Conferences? I’d rather do some proper work

“OK, everybody. Quiet please. I need to divide you up into groups. Come on, guys, quiet now. I need you in two groups. Now, can all the farmers that like going to conferences stand by the left hand wall. That’s right, I said LIKE going to conferences and I want the rest of you stand on the right side of the room. C’mon, guys, quietly head to your walls.”


“Hang on, this isn’t going to work. There’s only three of you on the left side.”

There aren’t many farmers that like going to conferences, most of us would rather be at work. Some farmers DO like going to conferences, however. We all know the type and they don’t just like going to conferences, they bloomin’ love it. They ask questions and everything.

Once I quite liked going to conferences. I spent my early years on a small farm in the middle of nowhere and so it was a chance to meet people and to hear about the wider world. I’m not so fussed about all that any more. I no longer get star-struck when I see NFU president Peter Kendall. I don’t need to wear a name badge or look at a Powerpoint presentation to know that burning fossil fuels is bad. I don’t stand wide-eyed and open-mouthed at the suggestion that farmers collaborating or adding value to their products is a good idea. Most of all, I don’t want to queue up anymore to drink a horrible coffee from one of those flasks with a pushy lever on the top.

These days, I’m happy to read the gossip on Twitter and get on with some farming. The big picture is all very well but I spent years listening about global food shortages then came home to an empty fridge when the shops were shut.

Everybody says the same old stuff at conferences, anyway. They only change the record every five years. A decade ago you couldn’t throw a bread roll at a conference without hitting someone who was telling that story about how many tonnes of barley we would need if everyone in China drank a bottle of beer. I don’t know what that tired cliche did for the sales of Tsingtao, but it sent me heading for the bottle.

If you go to a conference these days, everyone rattles on about the global population reaching nine billion by 2050. What’s the effect of this revelation? Does everyone run for the door to start growing more food? Of course not. They organise another conference to discuss it a bit more.
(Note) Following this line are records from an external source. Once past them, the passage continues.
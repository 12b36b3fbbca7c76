//! Database repository for campaigns, warbands, rosters and games.
//!
//! Queries live on [`UnitOfWork`], split by entity across the submodules.
//! [`CampaignRepository::read`] hands one out over a plain connection;
//! [`CampaignRepository::write`] runs it inside `BEGIN IMMEDIATE`, so every
//! check and write in the closure commits together or not at all.

mod games;
mod membership;
mod rosters;
mod warbands;

use diesel::connection::SimpleConnection;
use diesel::prelude::*;
use diesel_migrations::{EmbeddedMigrations, MigrationHarness, embed_migrations};
use tracing::{debug, info, instrument};

use crate::db::{Campaign, DbError, Membership, Player};

/// Migrations compiled into the binary.
pub const MIGRATIONS: EmbeddedMigrations = embed_migrations!("migrations");

const DEFAULT_BUSY_TIMEOUT_MS: u32 = 5_000;

/// Database repository for campaign operations.
#[derive(Debug, Clone)]
pub struct CampaignRepository {
    db_path: String,
    busy_timeout_ms: u32,
}

/// Typed queries over one connection.
///
/// Obtained from [`CampaignRepository::read`] or [`CampaignRepository::write`].
pub struct UnitOfWork<'c> {
    conn: &'c mut SqliteConnection,
}

impl<'c> UnitOfWork<'c> {
    fn new(conn: &'c mut SqliteConnection) -> Self {
        Self { conn }
    }

    fn conn(&mut self) -> &mut SqliteConnection {
        self.conn
    }
}

impl CampaignRepository {
    /// Creates a new repository for the database at the given path.
    ///
    /// Each operation opens its own connection, so the path must name a file
    /// shared by all connections (not `":memory:"`).
    ///
    /// # Errors
    ///
    /// Returns [`DbError`] if the path is empty.
    #[instrument(skip(db_path), fields(db_path = %db_path))]
    pub fn new(db_path: String) -> Result<Self, DbError> {
        if db_path.trim().is_empty() {
            return Err(DbError::new("Database path is empty"));
        }
        info!(path = %db_path, "Creating CampaignRepository");
        Ok(Self {
            db_path,
            busy_timeout_ms: DEFAULT_BUSY_TIMEOUT_MS,
        })
    }

    /// Sets how long a connection waits on a locked database.
    pub fn with_busy_timeout(mut self, busy_timeout_ms: u32) -> Self {
        self.busy_timeout_ms = busy_timeout_ms;
        self
    }

    /// Establishes a database connection.
    #[instrument(skip(self))]
    fn connection(&self) -> Result<SqliteConnection, DbError> {
        debug!(path = %self.db_path, "Establishing connection");
        let mut conn = SqliteConnection::establish(&self.db_path)
            .map_err(|e| DbError::new(format!("Failed to connect to '{}': {}", self.db_path, e)))?;
        conn.batch_execute(&format!(
            "PRAGMA foreign_keys = ON; PRAGMA busy_timeout = {};",
            self.busy_timeout_ms
        ))?;
        Ok(conn)
    }

    /// Applies pending migrations and returns how many ran.
    ///
    /// # Errors
    ///
    /// Returns [`DbError`] if a migration fails.
    #[instrument(skip(self))]
    pub fn run_migrations(&self) -> Result<usize, DbError> {
        let mut conn = self.connection()?;
        let applied = conn
            .run_pending_migrations(MIGRATIONS)
            .map_err(|e| DbError::new(format!("Migration failed: {}", e)))?;
        info!(count = applied.len(), "Migrations applied");
        Ok(applied.len())
    }

    /// Runs `f` over a plain connection.
    ///
    /// # Errors
    ///
    /// Returns whatever `f` returns, or a connection failure.
    #[instrument(skip(self, f))]
    pub fn read<T, E, F>(&self, f: F) -> Result<T, E>
    where
        F: FnOnce(&mut UnitOfWork<'_>) -> Result<T, E>,
        E: From<DbError>,
    {
        let mut conn = self.connection()?;
        f(&mut UnitOfWork::new(&mut conn))
    }

    /// Runs `f` inside an immediate transaction. Any error rolls back.
    ///
    /// # Errors
    ///
    /// Returns whatever `f` returns, or a connection/commit failure.
    #[instrument(skip(self, f))]
    pub fn write<T, E, F>(&self, f: F) -> Result<T, E>
    where
        F: FnOnce(&mut UnitOfWork<'_>) -> Result<T, E>,
        E: From<DbError> + From<diesel::result::Error>,
    {
        let mut conn = self.connection()?;
        conn.immediate_transaction(|conn| f(&mut UnitOfWork::new(conn)))
    }

    /// Creates a campaign.
    ///
    /// # Errors
    ///
    /// Returns [`DbError`] if the name is taken or a database error occurs.
    #[instrument(skip(self))]
    pub fn create_campaign(&self, name: String) -> Result<Campaign, DbError> {
        self.write(|uow| uow.insert_campaign(name))
    }

    /// Creates a player profile.
    ///
    /// # Errors
    ///
    /// Returns [`DbError`] if the display name is taken or a database error occurs.
    #[instrument(skip(self))]
    pub fn create_player(&self, display_name: String) -> Result<Player, DbError> {
        self.write(|uow| uow.insert_player(display_name))
    }

    /// Adds a player to a campaign.
    ///
    /// # Errors
    ///
    /// Returns [`DbError`] if either id is unknown, the player already joined,
    /// or a database error occurs.
    #[instrument(skip(self))]
    pub fn join_campaign(&self, campaign_id: i32, player_id: i32) -> Result<Membership, DbError> {
        self.write(|uow| uow.add_member(campaign_id, player_id))
    }
}
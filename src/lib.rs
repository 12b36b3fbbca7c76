//! Strictly Campaign library - battle lifecycle for warband campaigns
//!
//! Players register warbands through roster uploads, pair up for games,
//! confirm readiness and agree on results. Every finished game sends both
//! warbands back for a fresh roster before they may play again.
//!
//! # Architecture
//!
//! - **Battle**: pure state machine for game status, readiness and approvals
//! - **Roster ledger**: append-only roster history and warband eligibility
//! - **Pairing**: proposals with one-open-game-per-warband scheduling rules
//! - **Readiness gate**: planned games become active once both sides are ready
//! - **Approval**: result submission with dual confirmation
//! - **Server**: axum HTTP surface over the services
//!
//! # Example
//!
//! ```no_run
//! use strictly_campaign::{Actor, CampaignConfig, CampaignRepository, ReadinessGate};
//!
//! # fn example() -> anyhow::Result<()> {
//! let config = CampaignConfig::load("campaign.toml")?;
//! let repository = CampaignRepository::new(config.database_path().clone())?;
//! repository.run_migrations()?;
//!
//! let gate = ReadinessGate::new(repository, config.retry_policy());
//! let game = gate.mark_ready(&Actor::player(1), 7)?;
//! println!("game {} is {}", game.id(), game.status());
//! # Ok(())
//! # }
//! ```

#![warn(missing_docs)]
#![forbid(unsafe_code)]

// Private module declarations
mod approval_service;
mod battle;
mod config;
mod db;
mod error;
mod identity;
mod pairing_service;
mod readiness_gate;
mod retry;
mod roster_file;
mod roster_ledger;
mod server;

// Crate-level exports - Errors
pub use error::CampaignError;

// Crate-level exports - Battle lifecycle
pub use battle::{
    Action, Effect, EntryInput, GameStatus, Lifecycle, LifecycleError, NamedEntry, ReportError,
    ResultReport, ResultSubmission, RolledEntry, Side, SideFlags, SideInput, SideReport,
    Transition, WarbandStatus, resolve_side,
};

// Crate-level exports - Configuration
pub use config::{CampaignConfig, ConfigError, DATABASE_URL_ENV};

// Crate-level exports - Database
pub use db::{
    Campaign, CampaignRepository, DbError, Game, Membership, Player, Roster, UnitOfWork, Warband,
};

// Crate-level exports - Identity
pub use identity::{
    Actor, CAMPAIGN_ADMIN_HEADER, GatewayHeaders, IdentityProvider, PLAYER_HEADER,
    SUPER_ADMIN_HEADER,
};

// Crate-level exports - Roster files
pub use roster_file::{CostNames, RosterFileError, RosterSummary, parse_roster};

// Crate-level exports - Services
pub use approval_service::ApprovalService;
pub use pairing_service::{GameProposal, PairingService};
pub use readiness_gate::ReadinessGate;
pub use retry::RetryPolicy;
pub use roster_ledger::{RosterLedger, RosterSubmission};

// Crate-level exports - HTTP server
pub use server::{
    ApiError, AppState, ErrorBody, GameView, PathId, Payload, RosterReplacement, RosterUpload,
    WarbandReview, router, status_for,
};
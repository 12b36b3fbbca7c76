//! Readiness gate: promotes a planned game to active once both sides are ready.

use tracing::{debug, info, instrument};

use crate::CampaignError;
use crate::battle::{Effect, Side};
use crate::db::{CampaignRepository, Game, LifecycleUpdate};
use crate::identity::Actor;
use crate::pairing_service::slot_owners;
use crate::retry::RetryPolicy;

/// Service layer for readiness.
#[derive(Debug, Clone)]
pub struct ReadinessGate {
    repository: CampaignRepository,
    retry: RetryPolicy,
}

impl ReadinessGate {
    /// Creates a readiness gate backed by the given repository.
    #[instrument(skip(repository))]
    pub fn new(repository: CampaignRepository, retry: RetryPolicy) -> Self {
        info!("Creating ReadinessGate");
        Self { repository, retry }
    }

    /// Marks the actor's side of a planned game as ready.
    ///
    /// A player who owns both warbands readies both sides at once. When both
    /// sides are ready the game becomes active. Marking an already-ready side
    /// changes nothing.
    ///
    /// # Errors
    ///
    /// - [`CampaignError::NotFound`] if the game is unknown
    /// - [`CampaignError::Unauthorized`] if the actor controls neither side
    /// - [`CampaignError::InvalidState`] if the game is not planned
    /// - [`CampaignError::Conflict`] if concurrent updates outlast the retry policy
    #[instrument(skip(self), fields(player_id = actor.player_id()))]
    pub fn mark_ready(&self, actor: &Actor, game_id: i32) -> Result<Game, CampaignError> {
        self.retry
            .run("mark_ready", |attempt| self.try_mark_ready(actor, game_id, attempt))
    }

    fn try_mark_ready(
        &self,
        actor: &Actor,
        game_id: i32,
        attempt: u32,
    ) -> Result<Game, CampaignError> {
        let (game, side) = self
            .repository
            .read(|uow| -> Result<(Game, Side), CampaignError> {
                let game = uow
                    .game(game_id)?
                    .ok_or_else(|| CampaignError::NotFound(format!("game {game_id}")))?;
                let (owner_1, owner_2) = slot_owners(uow, &game)?;
                let side = actor
                    .side_in(owner_1, owner_2)
                    .ok_or_else(|| CampaignError::not_your_game(game_id))?;
                Ok((game, side))
            })?;

        let current = game.lifecycle()?;
        let transition = current.mark_ready(side)?;
        if transition.lifecycle == current {
            debug!(game_id, %side, "Side already ready");
            return Ok(game);
        }

        let update = LifecycleUpdate::new(&transition.lifecycle, game.version() + 1);
        self.repository.write(|uow| {
            if !uow.compare_and_swap_lifecycle(game_id, *game.version(), &update)? {
                return Err(CampaignError::Conflict(format!(
                    "game {game_id} changed while marking ready (attempt {attempt})"
                )));
            }
            if transition.effect == Effect::Activated {
                info!(game_id, "Both sides ready, game active");
            } else {
                info!(game_id, %side, "Side marked ready");
            }
            uow.game(game_id)?
                .ok_or_else(|| CampaignError::NotFound(format!("game {game_id}")))
        })
    }
}
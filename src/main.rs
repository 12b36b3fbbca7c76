//! Strictly Campaign - Unified CLI
//!
//! Runs the campaign server and a handful of admin commands.

#![warn(missing_docs)]

mod cli;

use anyhow::{Context, Result};
use clap::Parser;
use cli::{CampaignAction, Cli, Command, PlayerAction};
use strictly_campaign::{
    AppState, CampaignConfig, CampaignRepository, parse_roster, router,
};
use tracing::{info, instrument};
use tracing_subscriber::EnvFilter;

#[tokio::main]
async fn main() -> Result<()> {
    // Load .env file
    dotenvy::dotenv().ok();

    tracing_subscriber::fmt()
        .with_env_filter(
            EnvFilter::try_from_default_env()
                .unwrap_or_else(|_| EnvFilter::new("info,strictly_campaign=debug")),
        )
        .init();

    let cli = Cli::parse();
    let config = CampaignConfig::load(&cli.config)
        .with_context(|| format!("loading {}", cli.config.display()))?;

    match cli.command {
        Command::Serve { port, host } => run_server(config, host, port).await,
        Command::Migrate => migrate(&config),
        Command::Campaign {
            action: CampaignAction::Create { name },
        } => {
            let campaign = repository(&config)?.create_campaign(name)?;
            println!("{}", serde_json::to_string_pretty(&campaign)?);
            Ok(())
        }
        Command::Player { action } => run_player(&config, action),
        Command::InspectRoster { path } => inspect_roster(&config, &path),
    }
}

/// Run the HTTP campaign server
#[instrument(skip(config))]
async fn run_server(config: CampaignConfig, host: Option<String>, port: Option<u16>) -> Result<()> {
    let config = match host {
        Some(host) => config.with_host(host),
        None => config,
    };
    let config = match port {
        Some(port) => config.with_port(port),
        None => config,
    };

    let state = AppState::from_config(&config)?;
    let app = router(state);

    let listener = tokio::net::TcpListener::bind((config.host().as_str(), *config.port())).await?;
    info!(host = %config.host(), port = config.port(), "Server ready");
    axum::serve(listener, app).await?;

    Ok(())
}

fn repository(config: &CampaignConfig) -> Result<CampaignRepository> {
    let repository = CampaignRepository::new(config.database_path().clone())?
        .with_busy_timeout(*config.busy_timeout_ms());
    repository.run_migrations()?;
    Ok(repository)
}

#[instrument(skip(config))]
fn migrate(config: &CampaignConfig) -> Result<()> {
    let repository = CampaignRepository::new(config.database_path().clone())?;
    let applied = repository.run_migrations()?;
    println!("{applied} migration(s) applied to {}", config.database_path());
    Ok(())
}

fn run_player(config: &CampaignConfig, action: PlayerAction) -> Result<()> {
    let repository = repository(config)?;
    match action {
        PlayerAction::Create { name } => {
            let player = repository.create_player(name)?;
            println!("{}", serde_json::to_string_pretty(&player)?);
        }
        PlayerAction::Join { campaign, player } => {
            let membership = repository.join_campaign(campaign, player)?;
            println!("{}", serde_json::to_string_pretty(&membership)?);
        }
    }
    Ok(())
}

#[instrument(skip(config), fields(path = %path.display()))]
fn inspect_roster(config: &CampaignConfig, path: &std::path::Path) -> Result<()> {
    let raw = std::fs::read_to_string(path)
        .with_context(|| format!("reading {}", path.display()))?;
    let summary = parse_roster(&raw, &config.cost_names())?;
    println!("{}", serde_json::to_string_pretty(&summary)?);
    Ok(())
}
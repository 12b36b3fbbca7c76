//! Game queries, including the compare-and-swap lifecycle write.

use diesel::dsl::max;
use diesel::prelude::*;
use tracing::{debug, info, instrument, warn};

use super::UnitOfWork;
use crate::battle::GameStatus;
use crate::db::{DbError, Game, LifecycleUpdate, NewGame, ReportUpdate, schema};

impl UnitOfWork<'_> {
    /// Gets a game by id.
    #[instrument(skip(self))]
    pub fn game(&mut self, game_id: i32) -> Result<Option<Game>, DbError> {
        let game = schema::games::table
            .find(game_id)
            .select(Game::as_select())
            .first(self.conn())
            .optional()?;
        if game.is_none() {
            debug!(game_id, "Game not found");
        }
        Ok(game)
    }

    /// Inserts a game.
    #[instrument(
        skip(self, game),
        fields(warband_1 = game.warband_1_id(), warband_2 = game.warband_2_id())
    )]
    pub fn insert_game(&mut self, game: &NewGame) -> Result<Game, DbError> {
        let game = diesel::insert_into(schema::games::table)
            .values(game)
            .returning(Game::as_returning())
            .get_result(self.conn())?;
        info!(game_id = game.id(), status = %game.status(), "Game created");
        Ok(game)
    }

    /// Games referencing a warband in either slot whose status is in `statuses`.
    #[instrument(skip(self))]
    pub fn warband_games_with_status(
        &mut self,
        warband_id: i32,
        statuses: &[GameStatus],
    ) -> Result<Vec<Game>, DbError> {
        let statuses: Vec<&'static str> = statuses.iter().map(GameStatus::to_db_string).collect();
        let games = schema::games::table
            .filter(
                schema::games::warband_1_id
                    .eq(warband_id)
                    .or(schema::games::warband_2_id.eq(warband_id)),
            )
            .filter(schema::games::status.eq_any(statuses))
            .select(Game::as_select())
            .load(self.conn())?;
        debug!(warband_id, count = games.len(), "Warband games loaded");
        Ok(games)
    }

    /// Planned games touching any of a player's warbands in a campaign.
    #[instrument(skip(self))]
    pub fn planned_games_for_player(
        &mut self,
        campaign_id: i32,
        player_id: i32,
    ) -> Result<Vec<Game>, DbError> {
        let warband_ids = self.player_warband_ids(campaign_id, player_id)?;
        if warband_ids.is_empty() {
            return Ok(Vec::new());
        }
        let games = schema::games::table
            .filter(schema::games::campaign_id.eq(campaign_id))
            .filter(schema::games::status.eq(GameStatus::Planned.to_db_string()))
            .filter(
                schema::games::warband_1_id
                    .eq_any(warband_ids.clone())
                    .or(schema::games::warband_2_id.eq_any(warband_ids)),
            )
            .select(Game::as_select())
            .load(self.conn())?;
        debug!(player_id, count = games.len(), "Planned games for player loaded");
        Ok(games)
    }

    /// Highest game number a warband has seen in either slot.
    #[instrument(skip(self))]
    pub fn max_game_number(&mut self, warband_id: i32) -> Result<Option<i32>, DbError> {
        let as_first = schema::games::table
            .filter(schema::games::warband_1_id.eq(warband_id))
            .select(max(schema::games::game_number_1))
            .get_result::<Option<i32>>(self.conn())?;
        let as_second = schema::games::table
            .filter(schema::games::warband_2_id.eq(warband_id))
            .select(max(schema::games::game_number_2))
            .get_result::<Option<i32>>(self.conn())?;
        Ok(as_first.max(as_second))
    }

    /// Returns true if the warband already has a game with this number.
    #[instrument(skip(self))]
    pub fn game_number_taken(
        &mut self,
        warband_id: i32,
        game_number: i32,
    ) -> Result<bool, DbError> {
        let count: i64 = schema::games::table
            .filter(
                schema::games::warband_1_id
                    .eq(warband_id)
                    .and(schema::games::game_number_1.eq(game_number))
                    .or(schema::games::warband_2_id
                        .eq(warband_id)
                        .and(schema::games::game_number_2.eq(game_number))),
            )
            .count()
            .get_result(self.conn())?;
        Ok(count > 0)
    }

    /// Writes lifecycle columns if the row is still at `expected_version`.
    ///
    /// Returns false when another writer got there first.
    #[instrument(skip(self, update), fields(next_version = update.version()))]
    pub fn compare_and_swap_lifecycle(
        &mut self,
        game_id: i32,
        expected_version: i32,
        update: &LifecycleUpdate,
    ) -> Result<bool, DbError> {
        let updated = diesel::update(
            schema::games::table
                .filter(schema::games::id.eq(game_id))
                .filter(schema::games::version.eq(expected_version)),
        )
        .set(update)
        .execute(self.conn())?;
        if updated == 0 {
            warn!(game_id, expected_version, "Stale game version");
        }
        Ok(updated == 1)
    }

    /// Writes submitted result columns.
    #[instrument(skip(self, report))]
    pub fn write_report(&mut self, game_id: i32, report: &ReportUpdate) -> Result<(), DbError> {
        diesel::update(schema::games::table.find(game_id))
            .set(report)
            .execute(self.conn())?;
        debug!(game_id, "Result columns written");
        Ok(())
    }

    /// Zeroes victory and glory points for both slots.
    #[instrument(skip(self))]
    pub fn reset_scores(&mut self, game_id: i32) -> Result<(), DbError> {
        diesel::update(schema::games::table.find(game_id))
            .set((
                schema::games::victory_points_1.eq(0),
                schema::games::victory_points_2.eq(0),
                schema::games::glory_points_1.eq(0),
                schema::games::glory_points_2.eq(0),
            ))
            .execute(self.conn())?;
        debug!(game_id, "Scores reset");
        Ok(())
    }

    /// Deletes a game row.
    #[instrument(skip(self))]
    pub fn delete_game(&mut self, game_id: i32) -> Result<(), DbError> {
        diesel::delete(schema::games::table.find(game_id)).execute(self.conn())?;
        info!(game_id, "Game deleted");
        Ok(())
    }

    /// Lists a campaign's games, newest first.
    #[instrument(skip(self))]
    pub fn campaign_games(&mut self, campaign_id: i32) -> Result<Vec<Game>, DbError> {
        let games = schema::games::table
            .filter(schema::games::campaign_id.eq(campaign_id))
            .order(schema::games::id.desc())
            .select(Game::as_select())
            .load(self.conn())?;
        Ok(games)
    }
}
The nine billion population has been discussed so exhaustively that it’s now a target not a prediction. It has become a coathook for agribusinessmen to hang their point upon. My five-year-old godson could tell you that population growth follows increased food supply and not the other way around – maybe I shouldn’t discuss agricultural economics with him so much.

I didn’t even go to the Oxford Farming Conference this year. It’s a great city, I love the debate and they serve Danish pastries in the press room. Even this didn’t lure me away. My year’s mapped out – I’ll spend every spare penny on renewable energy, water storage and input efficiency and I’ll add value to our products. That’s all I need to think about in 2012.

For stimulation I’m going to Thailand to a yoga and cookery school instead. It’s like Oxford but with more pampering, a less draughty room and without the fire alarms going off at 6.30am. I considered going skiing, but I’m too busy to break bones; breaking wind I can just about fit into my schedule. I’ll see you at Oxford 2013 instead.

Matthew Naylor farms 162ha (400 acres) of Lincolnshire silt in partnership with his father, Nev. Cropping includes potatoes, vegetables, cut flowers and flowering bulbs. Matthew is a Nuffield scholar.